Curiously, the price action coincided with improving conditions for global equity markets on Oct. 4, as the S&P 500 index gained 6.4% between Nov. 10 and Nov. 11 and the tech-heavy Nasdaq Composite rallied 9.5%. Hence, at least from a technical perspective, Bitcoin completely decoupled from traditional finance.

Additional uncertainty on Bitcoin has been brought on by Grayscale Bitcoin Trust shares trading on over-the-counter stock markets after the $11.4 billion fund discount to its assets surpassed 40%.

As noted by Vance Spencer, the implied BTC price according to the funds’ trading is below $9,000, and pressure should continue if some holders use their shares as collateral for loans.

Still, the negative sentiment that caused Bitcoin to break below $20,000 does not mean professional investors are bearish at the current price levels.

Margin traders did not close their longs

Monitoring margin and options markets provide excellent insight into how professional traders are positioned, allowing investors to borrow cryptocurrency to leverage their trading position.

For instance, one can increase exposure by borrowing stablecoins to buy an additional Bitcoin position. On the other hand, Bitcoin borrowers can only short the cryptocurrency as they bet on its price declining. Unlike futures contracts, the balance between margin longs and shorts isn’t always matched.

OKX USDT/BTC margin lending ratio. Source: OKX

The above chart shows that OKX traders’ margin lending ratio increased from Nov. 8 to Nov. 10, signaling that traders did not close their leverage longs despite the 25.4% price correction.

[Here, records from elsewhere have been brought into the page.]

//! Core data models for the IPMI poller

use crate::ipmi::{SensorNumber, SessionTarget};
use chrono::{DateTime, Utc};
use serde::{Deserialize, Serialize};
use std::collections::BTreeMap;
use std::fmt;

/// Default RMCP+ port of a BMC
pub const DEFAULT_IPMI_PORT: u16 = 623;

/// Unit of a metric as understood by the metrics backend
#[derive(Debug, Clone, Copy, Default, PartialEq, Eq, Serialize, Deserialize)]
#[serde(rename_all = "lowercase")]
pub enum MetricUnit {
    Percent,
    #[default]
    Number,
    Bytecount,
    Duration,
}

/// Aggregate the backend applies when downsampling
#[derive(Debug, Clone, Copy, Default, PartialEq, Eq, Serialize, Deserialize)]
#[serde(rename_all = "lowercase")]
pub enum Aggregate {
    #[default]
    Avg,
    Sum,
    Min,
    Max,
}

/// Metric registered with the backend before any measurement is sent
#[derive(Debug, Clone, PartialEq, Eq, Serialize, Deserialize)]
pub struct MetricDefinition {
    pub name: String,
    pub description: String,
    pub display_name: String,
    pub display_name_short: String,
    pub unit: MetricUnit,
    pub default_aggregate: Aggregate,
}

/// Operator declared interest in one sensor
#[derive(Debug, Clone, PartialEq, Eq)]
pub struct SensorSpec {
    pub metric: MetricDefinition,
    /// Source to report this sensor under instead of the entity's
    pub source_override: Option<String>,
}

/// One managed host and the sensors polled from it
#[derive(Clone)]
pub struct MonitoredEntity {
    pub host: String,
    pub port: u16,
    pub username: Option<String>,
    pub password: Option<String>,
    /// Backend identity measurements are reported under
    pub source: String,
    pub sensors: BTreeMap<SensorNumber, SensorSpec>,
}

impl MonitoredEntity {
    pub fn session_target(&self) -> SessionTarget {
        SessionTarget {
            host: self.host.clone(),
            port: self.port,
            username: self.username.clone(),
            password: self.password.clone(),
        }
    }

    pub fn sensor(&self, sensor_number: SensorNumber) -> Option<&SensorSpec> {
        self.sensors.get(&sensor_number)
    }
}

impl fmt::Debug for MonitoredEntity {
    fn fmt(&self, f: &mut fmt::Formatter<'_>) -> fmt::Result {
        f.debug_struct("MonitoredEntity")
            .field("host", &self.host)
            .field("port", &self.port)
            .field("username", &self.username)
            .field("source", &self.source)
            .field("sensors", &self.sensors)
            .finish()
    }
}

/// Measurements of one poll pass, sharing a source and a timestamp
#[derive(Debug, Clone, PartialEq)]
pub struct MeasurementBatch {
    pub source: String,
    pub timestamp: DateTime<Utc>,
    pub values: BTreeMap<String, f64>,
    pub source_overrides: BTreeMap<String, String>,
}

impl MeasurementBatch {
    pub fn new(source: impl Into<String>, timestamp: DateTime<Utc>) -> Self {
        Self {
            source: source.into(),
            timestamp,
            values: BTreeMap::new(),
            source_overrides: BTreeMap::new(),
        }
    }

    pub fn insert(&mut self, metric: &str, value: f64, source_override: Option<&str>) {
        self.values.insert(metric.to_string(), value);
        if let Some(source) = source_override {
            self.source_overrides
                .insert(metric.to_string(), source.to_string());
        }
    }

    pub fn is_empty(&self) -> bool {
        self.values.is_empty()
    }

    pub fn len(&self) -> usize {
        self.values.len()
    }

    pub fn source_for(&self, metric: &str) -> &str {
        self.source_overrides
            .get(metric)
            .map(String::as_str)
            .unwrap_or(&self.source)
    }

    /// `(source, metric, value)` for every measurement
    pub fn measurements(&self) -> impl Iterator<Item = (&str, &str, f64)> + '_ {
        self.values
            .iter()
            .map(|(metric, value)| (self.source_for(metric), metric.as_str(), *value))
    }
}

/// Normalize a metric name to `[A-Za-z0-9_]`
///
/// Whitespace and dots become underscores, anything else outside the
/// allowed set is dropped.
pub fn normalize_metric_name(name: &str) -> String {
    name.trim()
        .chars()
        .filter_map(|c| match c {
            c if c.is_whitespace() || c == '.' => Some('_'),
            c if c.is_ascii_alphanumeric() || c == '_' => Some(c),
            _ => None,
        })
        .collect()
}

Furthermore, the metric continues to favor stablecoin borrowing by a wide margin, indicating traders have been holding bullish positions.

Option markets flipped bearish

Traders should scan options markets to understand whether Bitcoin can reclaim the $18,500 support. The 25% delta skew is a telling sign whenever arbitrage desks and market makers are overcharging for upside or downside protection.

The indicator compares similar call (buy) and put (sell) options and will turn positive when fear is prevalent because the protective put options premium is higher than risk call options.

The skew indicator will move above 10% if traders fear a Bitcoin price crash. On the other hand, generalized excitement reflects a negative 10% skew.

Bitcoin 60-day options 25% delta skew: Source: Laevitas

As displayed above, the 25% delta skew had been below 10% since Oct. 26, but it quickly moved above that threshold on Nov. 8, suggesting options traders were pricing a higher risk of unexpected price dumps.

Whenever this metric stands above 10%, it signals that traders are fearful and reflects a lack of interest in offering downside protection.

Related: Crypto.com’s CRO is in trouble, but a 50% price rebound is in play

FUD dismissal does not happen overnight

Despite the bearish Bitcoin options indicator, the OKX margin lending rate showed whales and market makers maintaining bullish bets. The contagion fear might explain the mixed feeling as investors struggle to interpret recent movements by the Crypto.com exchange, including an “accidental” transfer of 320,000 Ether (ETH) to Gate.io.

Analyst Holger Zschaepitz’s post describes investors’ current sentiment as unwilling to take risks on centralized exchanges offering similar products and services from the now-bankrupt FTX.

Consequently, derivatives are reflecting low confidence in regaining the $18,500 support until more data shows that the cryptocurrency ecosystem’s liquidity has been restored.